• PROVIDED ENTRIES:
use serde::Serialize;
use serde_json::Value;

use crate::errors::ProtocolError;
use crate::models::battle::BattlePhase;
use crate::models::board::{PlayerBoard, ShipCells};

// The three things a client may ask for. Payload values stay untyped here;
// whether a shot coordinate is actually an integer is a game rule, not a
// framing rule, and gets its own error.
#[derive(Debug, PartialEq)]
pub enum ClientCommand {
    LoadFleet { ships: Value },
    TakeShot { x: Value, y: Value },
    Surrender,
}

pub fn parse_command(text: &str) -> Result<ClientCommand, ProtocolError> {
    let frame: Value = serde_json::from_str(text).map_err(|_| ProtocolError::MissingType)?;
    let kind = match frame.get("type") {
        Some(kind) => kind.as_str().ok_or(ProtocolError::UnknownType)?,
        None => return Err(ProtocolError::MissingType),
    };

    match kind {
        "load-fleet" => {
            let data = frame.get("data").ok_or(ProtocolError::MissingData)?;
            let ships = data.get("ships").ok_or(ProtocolError::InvalidData)?;
            Ok(ClientCommand::LoadFleet {
                ships: ships.clone(),
            })
        }
        "take-shot" => {
            let data = frame.get("data").ok_or(ProtocolError::MissingData)?;
            let x = data.get("x").ok_or(ProtocolError::InvalidData)?;
            let y = data.get("y").ok_or(ProtocolError::InvalidData)?;
            Ok(ClientCommand::TakeShot {
                x: x.clone(),
                y: y.clone(),
            })
        }
        "surrender" => Ok(ClientCommand::Surrender),
        _ => Err(ProtocolError::UnknownType),
    }
}

// Every frame the server sends. Serializes as {"type": ..., "data": ...},
// with the data member omitted for bare notifications like your-move.
#[derive(Clone, Debug, PartialEq, Serialize)]
#[serde(tag = "type", content = "data", rename_all = "kebab-case")]
pub enum ClientMessage {
    State {
        phase: BattlePhase,
    },
    Success {
        message: String,
    },
    Error {
        message: String,
    },
    Info {
        message: String,
    },
    ChangedOwnField(PlayerView),
    ChangedOpponentField(PlayerView),
    YourMove,
    ProgressSummary {
        #[serde(rename = "self")]
        own: PlayerView,
        opponent: PlayerView,
    },
    EndGame {
        result: GameResult,
        #[serde(rename = "self")]
        own: PlayerView,
        opponent: PlayerView,
    },
}

impl ClientMessage {
    pub fn success(message: &str) -> ClientMessage {
        ClientMessage::Success {
            message: message.to_string(),
        }
    }

    pub fn error(message: impl ToString) -> ClientMessage {
        ClientMessage::Error {
            message: message.to_string(),
        }
    }

    pub fn info(message: &str) -> ClientMessage {
        ClientMessage::Info {
            message: message.to_string(),
        }
    }
}

#[derive(Clone, Copy, Debug, PartialEq, Eq, Serialize)]
#[serde(rename_all = "lowercase")]
pub enum GameResult {
    Win,
    Lose,
}

// One board as a client sees it. The ships member only appears in views of
// the client's own board and in the end-game reveal; everything an opponent
// learns is already burned into the grid.
#[derive(Clone, Debug, PartialEq, Serialize)]
#[serde(rename_all = "camelCase")]
pub struct PlayerView {
    pub grid: Vec<Vec<u8>>,
    #[serde(skip_serializing_if = "Option::is_none")]
    pub ships: Option<Vec<ShipCells>>,
    pub live_ship_counts: [u8; 4],
}

impl PlayerView {
    pub fn owned(board: &PlayerBoard) -> PlayerView {
        PlayerView {
            grid: board.field_ints(),
            ships: board.ships.clone(),
            live_ship_counts: board.live_ship_counts(),
        }
    }

    pub fn censored(board: &PlayerBoard) -> PlayerView {
        PlayerView {
            grid: board.field_ints(),
            ships: None,
            live_ship_counts: board.live_ship_counts(),
        }
    }
}
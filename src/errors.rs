use axum::{http::StatusCode, response::IntoResponse, Json};
use serde_json::json;
use std::fmt;

// Errors returned by the HTTP handlers
pub enum CustomError {
    BattleNotFound,
    BattleFull,
}

//implementation of custom errors that are used in handlers
impl IntoResponse for CustomError {
    fn into_response(self) -> axum::response::Response {
        let (status, error_message) = match self {
            Self::BattleNotFound => (StatusCode::NOT_FOUND, "Battle not found"),
            Self::BattleFull => (StatusCode::CONFLICT, "Battle is full"),
        };
        (status, Json(json!({"error": error_message}))).into_response()
    }
}

// Reasons the store can refuse a connection at join time
#[derive(Debug, PartialEq, Eq)]
pub enum JoinError {
    UnknownBattle,
    BattleFull,
}

impl fmt::Display for JoinError {
    fn fmt(&self, f: &mut fmt::Formatter<'_>) -> fmt::Result {
        let message = match self {
            Self::UnknownBattle => "Battle not found",
            Self::BattleFull => "Battle is full",
        };
        write!(f, "{}", message)
    }
}

// Reasons a submitted fleet layout gets rejected
#[derive(Debug, PartialEq, Eq)]
pub enum FleetError {
    InvalidInput,
    WrongShipCount,
    OverlappingShips,
    WrongShipSize,
    BadShipCoordinates,
    ShipsTooClose,
    WrongRatio,
}

impl fmt::Display for FleetError {
    fn fmt(&self, f: &mut fmt::Formatter<'_>) -> fmt::Result {
        let message = match self {
            Self::InvalidInput => "incorrect input data",
            Self::WrongShipCount => "incorrect ships count",
            Self::OverlappingShips => "incorrect ships coordinates",
            Self::WrongShipSize => "incorrect ship size",
            Self::BadShipCoordinates => "incorrect ship coordinates",
            Self::ShipsTooClose => "ships can't be nearby",
            Self::WrongRatio => "incorrect ratio of ships",
        };
        write!(f, "{}", message)
    }
}

// Malformed inbound frames. Which variant applies depends on which part of
// the {"type", "data"} envelope is missing or unrecognized.
#[derive(Debug, PartialEq, Eq)]
pub enum ProtocolError {
    MissingType,
    UnknownType,
    MissingData,
    InvalidData,
}

impl fmt::Display for ProtocolError {
    fn fmt(&self, f: &mut fmt::Formatter<'_>) -> fmt::Result {
        let message = match self {
            Self::MissingType => "message type is missing",
            Self::UnknownType => "unknown message type",
            Self::MissingData => "message data is missing",
            Self::InvalidData => "incorrect message data",
        };
        write!(f, "{}", message)
    }
}

// Everything a client command can be rejected with. The Display text is what
// goes back to the client in the error frame.
#[derive(Debug, PartialEq, Eq)]
pub enum CommandError {
    Fleet(FleetError),
    Protocol(ProtocolError),
    WrongPhase,
    NotYourMove,
    InvalidShot,
}

impl fmt::Display for CommandError {
    fn fmt(&self, f: &mut fmt::Formatter<'_>) -> fmt::Result {
        match self {
            Self::Fleet(err) => write!(f, "{}", err),
            Self::Protocol(err) => write!(f, "{}", err),
            Self::WrongPhase => write!(f, "not possible at this stage"),
            Self::NotYourMove => write!(f, "not your move"),
            Self::InvalidShot => write!(f, "incorrect shot"),
        }
    }
}

impl From<FleetError> for CommandError {
    fn from(err: FleetError) -> Self {
        Self::Fleet(err)
    }
}

impl From<ProtocolError> for CommandError {
    fn from(err: ProtocolError) -> Self {
        Self::Protocol(err)
    }
}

• TASK PROMPT:
An exact copy of the lines above between the line holding "rule, not a" and the line holding "let frame: Value", inclusive, is the whole answer.

• OUTPUT FOR THIS TASK:
// whether a shot coordinate is actually an integer is a game rule, not a
// framing rule, and gets its own error.
#[derive(Debug, PartialEq)]
pub enum ClientCommand {
    LoadFleet { ships: Value },
    TakeShot { x: Value, y: Value },
    Surrender,
}

pub fn parse_command(text: &str) -> Result<ClientCommand, ProtocolError> {
    let frame: Value = serde_json::from_str(text).map_err(|_| ProtocolError::MissingType)?;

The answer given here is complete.